◆ **Task inputs**:
────────────────────────────────────────
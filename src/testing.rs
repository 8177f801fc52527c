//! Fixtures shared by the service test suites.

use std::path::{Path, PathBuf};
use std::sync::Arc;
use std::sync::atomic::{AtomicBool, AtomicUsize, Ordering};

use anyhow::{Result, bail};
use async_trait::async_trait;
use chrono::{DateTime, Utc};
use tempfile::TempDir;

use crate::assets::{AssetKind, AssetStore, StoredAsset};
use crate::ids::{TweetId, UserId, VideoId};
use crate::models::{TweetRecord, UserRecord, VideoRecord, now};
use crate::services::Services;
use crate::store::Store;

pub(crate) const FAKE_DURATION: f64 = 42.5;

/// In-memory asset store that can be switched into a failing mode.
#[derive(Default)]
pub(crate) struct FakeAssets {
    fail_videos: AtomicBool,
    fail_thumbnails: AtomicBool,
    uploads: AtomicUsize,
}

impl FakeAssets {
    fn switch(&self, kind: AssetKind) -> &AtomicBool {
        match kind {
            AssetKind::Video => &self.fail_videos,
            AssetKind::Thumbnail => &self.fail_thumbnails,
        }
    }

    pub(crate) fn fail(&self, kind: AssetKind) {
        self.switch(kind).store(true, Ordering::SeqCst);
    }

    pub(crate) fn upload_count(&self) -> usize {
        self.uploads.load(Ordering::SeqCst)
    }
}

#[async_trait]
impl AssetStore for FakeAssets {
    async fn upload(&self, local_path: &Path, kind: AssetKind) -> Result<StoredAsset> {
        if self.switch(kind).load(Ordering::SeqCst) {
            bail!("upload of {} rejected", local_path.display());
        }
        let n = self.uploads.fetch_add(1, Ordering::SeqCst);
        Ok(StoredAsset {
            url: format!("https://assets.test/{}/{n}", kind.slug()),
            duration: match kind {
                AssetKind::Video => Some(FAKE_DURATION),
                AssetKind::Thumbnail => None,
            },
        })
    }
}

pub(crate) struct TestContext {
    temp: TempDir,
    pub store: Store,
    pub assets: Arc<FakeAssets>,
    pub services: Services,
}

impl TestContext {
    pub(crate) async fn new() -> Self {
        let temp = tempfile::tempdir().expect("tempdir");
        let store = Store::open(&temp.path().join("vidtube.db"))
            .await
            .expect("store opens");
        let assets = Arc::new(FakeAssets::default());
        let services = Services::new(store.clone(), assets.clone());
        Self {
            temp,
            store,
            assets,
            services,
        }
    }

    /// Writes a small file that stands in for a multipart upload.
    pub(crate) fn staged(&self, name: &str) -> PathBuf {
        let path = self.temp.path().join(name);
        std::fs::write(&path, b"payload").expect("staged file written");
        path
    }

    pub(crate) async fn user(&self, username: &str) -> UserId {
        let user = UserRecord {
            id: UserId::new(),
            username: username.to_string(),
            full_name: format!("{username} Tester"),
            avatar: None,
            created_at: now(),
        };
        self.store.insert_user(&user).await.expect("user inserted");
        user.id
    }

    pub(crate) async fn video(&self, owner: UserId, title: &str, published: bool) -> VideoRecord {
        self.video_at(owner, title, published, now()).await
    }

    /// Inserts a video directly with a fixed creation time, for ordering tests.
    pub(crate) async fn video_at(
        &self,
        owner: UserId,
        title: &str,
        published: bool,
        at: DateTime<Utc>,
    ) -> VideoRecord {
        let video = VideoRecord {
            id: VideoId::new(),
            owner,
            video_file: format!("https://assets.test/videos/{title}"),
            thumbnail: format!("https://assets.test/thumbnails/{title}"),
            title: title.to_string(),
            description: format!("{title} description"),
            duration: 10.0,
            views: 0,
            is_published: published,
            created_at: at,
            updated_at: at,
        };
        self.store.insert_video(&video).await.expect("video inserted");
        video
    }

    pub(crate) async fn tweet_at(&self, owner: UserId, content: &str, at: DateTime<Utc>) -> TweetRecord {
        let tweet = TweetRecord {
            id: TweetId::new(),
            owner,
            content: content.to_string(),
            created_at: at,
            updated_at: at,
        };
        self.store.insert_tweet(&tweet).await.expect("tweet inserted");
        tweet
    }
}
────────────────────────────────────────
◆ **Try it**: Read through the material above, and whenever a line contains "FakeAssets", copy it.

◆ **Answer**:
pub(crate) struct FakeAssets {
impl FakeAssets {
impl AssetStore for FakeAssets {
    pub assets: Arc<FakeAssets>,
        let assets = Arc::new(FakeAssets::default());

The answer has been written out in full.